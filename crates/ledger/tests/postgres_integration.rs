//! PostgreSQL ledger store integration tests.
//!
//! Run with:
//!
//! ```bash
//! cargo test -p ledger --test postgres_integration -- --test-threads=1
//! ```

use std::sync::Arc;

use common::{Money, OrderId, SellerId};
use ledger::{
    LedgerError, LedgerStore, OrderEntry, PayoutStatus, PostOutcome, PostgresLedgerStore,
    TransactionType,
};
use serial_test::serial;
use sqlx::PgPool;
use testcontainers::{ContainerAsync, runners::AsyncRunner};
use testcontainers_modules::postgres::Postgres;
use tokio::sync::OnceCell;

struct ContainerInfo {
    #[allow(dead_code)] // Container must stay alive for tests
    container: ContainerAsync<Postgres>,
    connection_string: String,
}

static CONTAINER: OnceCell<Arc<ContainerInfo>> = OnceCell::const_new();

async fn get_container_info() -> Arc<ContainerInfo> {
    CONTAINER
        .get_or_init(|| async {
            let container = Postgres::default().start().await.unwrap();
            let host = container.get_host().await.unwrap();
            let port = container.get_host_port_ipv4(5432).await.unwrap();
            let connection_string =
                format!("postgres://postgres:postgres@{}:{}/postgres", host, port);

            let temp_pool = PgPool::connect(&connection_string).await.unwrap();
            sqlx::raw_sql(include_str!("../../../migrations/004_create_ledger.sql"))
                .execute(&temp_pool)
                .await
                .unwrap();
            temp_pool.close().await;

            Arc::new(ContainerInfo {
                container,
                connection_string,
            })
        })
        .await
        .clone()
}

async fn get_test_store() -> PostgresLedgerStore {
    let info = get_container_info().await;
    let pool = sqlx::postgres::PgPoolOptions::new()
        .max_connections(10)
        .connect(&info.connection_string)
        .await
        .unwrap();

    sqlx::query("TRUNCATE TABLE wallet_transactions, payout_requests, wallets")
        .execute(&pool)
        .await
        .unwrap();

    PostgresLedgerStore::new(pool)
}

fn entry(seller: SellerId, order: OrderId, kind: TransactionType, units: i64) -> OrderEntry {
    OrderEntry {
        seller_id: seller,
        order_id: order,
        kind,
        commission: Money::from_units(units),
    }
}

#[tokio::test]
#[serial]
async fn first_posting_creates_wallet() {
    let store = get_test_store().await;
    let seller = SellerId::new();
    let order = OrderId::new();

    let outcome = store
        .post(entry(seller, order, TransactionType::CommissionCreated, 100))
        .await
        .unwrap();
    let (wallet, transaction) = match outcome {
        PostOutcome::Applied {
            wallet,
            transaction,
        } => (wallet, transaction),
        other => panic!("expected applied posting, got {other:?}"),
    };

    assert_eq!(wallet.pending_balance, Money::from_units(100));
    assert_eq!(transaction.order_id, Some(order));
    assert!(transaction.balance_before.is_zero());
    assert_eq!(transaction.balance_after, Money::from_units(100));

    let loaded = store.wallet(seller).await.unwrap().unwrap();
    assert_eq!(loaded.id, wallet.id);
    assert_eq!(loaded.pending_balance, Money::from_units(100));
}

#[tokio::test]
#[serial]
async fn duplicate_posting_is_a_no_op() {
    let store = get_test_store().await;
    let seller = SellerId::new();
    let order = OrderId::new();

    store
        .post(entry(seller, order, TransactionType::CommissionCreated, 100))
        .await
        .unwrap();
    let again = store
        .post(entry(seller, order, TransactionType::CommissionCreated, 100))
        .await
        .unwrap();

    assert!(matches!(again, PostOutcome::Duplicate { .. }));
    let wallet = store.wallet(seller).await.unwrap().unwrap();
    assert_eq!(wallet.pending_balance, Money::from_units(100));
    assert_eq!(store.transactions(wallet.id).await.unwrap().len(), 1);
}

#[tokio::test]
#[serial]
async fn concurrent_redeliveries_post_once() {
    let store = get_test_store().await;
    let seller = SellerId::new();
    let order = OrderId::new();

    let handles: Vec<_> = (0..8)
        .map(|_| {
            let store = store.clone();
            tokio::spawn(async move {
                store
                    .post(entry(seller, order, TransactionType::CommissionCreated, 25))
                    .await
            })
        })
        .collect();

    let mut applied = 0;
    for handle in handles {
        if let PostOutcome::Applied { .. } = handle.await.unwrap().unwrap() {
            applied += 1;
        }
    }
    assert_eq!(applied, 1);

    let wallet = store.wallet(seller).await.unwrap().unwrap();
    assert_eq!(wallet.pending_balance, Money::from_units(25));
}

#[tokio::test]
#[serial]
async fn unlock_moves_commission_to_available() {
    let store = get_test_store().await;
    let seller = SellerId::new();
    let order = OrderId::new();

    store
        .post(entry(seller, order, TransactionType::CommissionCreated, 100))
        .await
        .unwrap();
    store
        .post(entry(seller, order, TransactionType::CommissionUnlocked, 100))
        .await
        .unwrap();
    let late = store
        .post(entry(seller, order, TransactionType::Refund, 100))
        .await
        .unwrap();
    assert!(matches!(
        late,
        PostOutcome::Superseded {
            by: TransactionType::CommissionUnlocked,
            ..
        }
    ));

    let wallet = store.wallet(seller).await.unwrap().unwrap();
    assert!(wallet.pending_balance.is_zero());
    assert_eq!(wallet.available_balance, Money::from_units(100));

    let transactions = store.transactions(wallet.id).await.unwrap();
    assert_eq!(transactions.len(), 2);
    assert_eq!(transactions[1].kind, TransactionType::CommissionUnlocked);
}

#[tokio::test]
#[serial]
async fn refund_without_locked_commission_changes_nothing() {
    let store = get_test_store().await;
    let seller = SellerId::new();

    store
        .post(entry(seller, OrderId::new(), TransactionType::CommissionCreated, 100))
        .await
        .unwrap();
    let outcome = store
        .post(entry(seller, OrderId::new(), TransactionType::Refund, 100))
        .await
        .unwrap();
    assert!(matches!(outcome, PostOutcome::NothingLocked { .. }));

    let wallet = store.wallet(seller).await.unwrap().unwrap();
    assert_eq!(wallet.pending_balance, Money::from_units(100));
    assert_eq!(store.transactions(wallet.id).await.unwrap().len(), 1);
}

#[tokio::test]
#[serial]
async fn payout_lifecycle() {
    let store = get_test_store().await;
    let seller = SellerId::new();
    store
        .post(entry(seller, OrderId::new(), TransactionType::CommissionUnlocked, 100))
        .await
        .unwrap();

    let too_much = store
        .create_payout(seller, Money::from_units(150), None)
        .await;
    assert!(matches!(too_much, Err(LedgerError::InsufficientBalance { .. })));

    let payout = store
        .create_payout(seller, Money::from_units(60), Some("first".into()))
        .await
        .unwrap();
    assert_eq!(payout.status, PayoutStatus::Pending);

    let (processed, wallet, transaction) = store.process_payout(payout.id).await.unwrap();
    assert_eq!(processed.status, PayoutStatus::Processed);
    assert!(processed.processed_at.is_some());
    assert_eq!(wallet.available_balance, Money::from_units(40));
    assert_eq!(transaction.kind, TransactionType::PayoutProcessed);
    assert_eq!(transaction.amount, Money::from_units(-60));
    assert_eq!(transaction.payout_id, Some(payout.id));

    let again = store.process_payout(payout.id).await;
    assert!(matches!(
        again,
        Err(LedgerError::InvalidPayoutTransition { .. })
    ));

    let second = store
        .create_payout(seller, Money::from_units(40), None)
        .await
        .unwrap();
    let rejected = store
        .reject_payout(second.id, Some("duplicate request".into()))
        .await
        .unwrap();
    assert_eq!(rejected.status, PayoutStatus::Rejected);
    assert_eq!(rejected.notes.as_deref(), Some("duplicate request"));

    let wallet = store.wallet(seller).await.unwrap().unwrap();
    assert_eq!(wallet.available_balance, Money::from_units(40));
    assert_eq!(store.payouts(wallet.id).await.unwrap().len(), 2);
}

#[tokio::test]
#[serial]
async fn payout_for_unknown_seller_is_not_found() {
    let store = get_test_store().await;
    let result = store
        .create_payout(SellerId::new(), Money::from_units(1), None)
        .await;
    assert!(matches!(result, Err(LedgerError::NotFound(_))));
}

^^^^

Pull every line containing "into" out of the material and copy it.

• **THE ANSWER**
        .create_payout(seller, Money::from_units(60), Some("first".into()))
        .reject_payout(second.id, Some("duplicate request".into()))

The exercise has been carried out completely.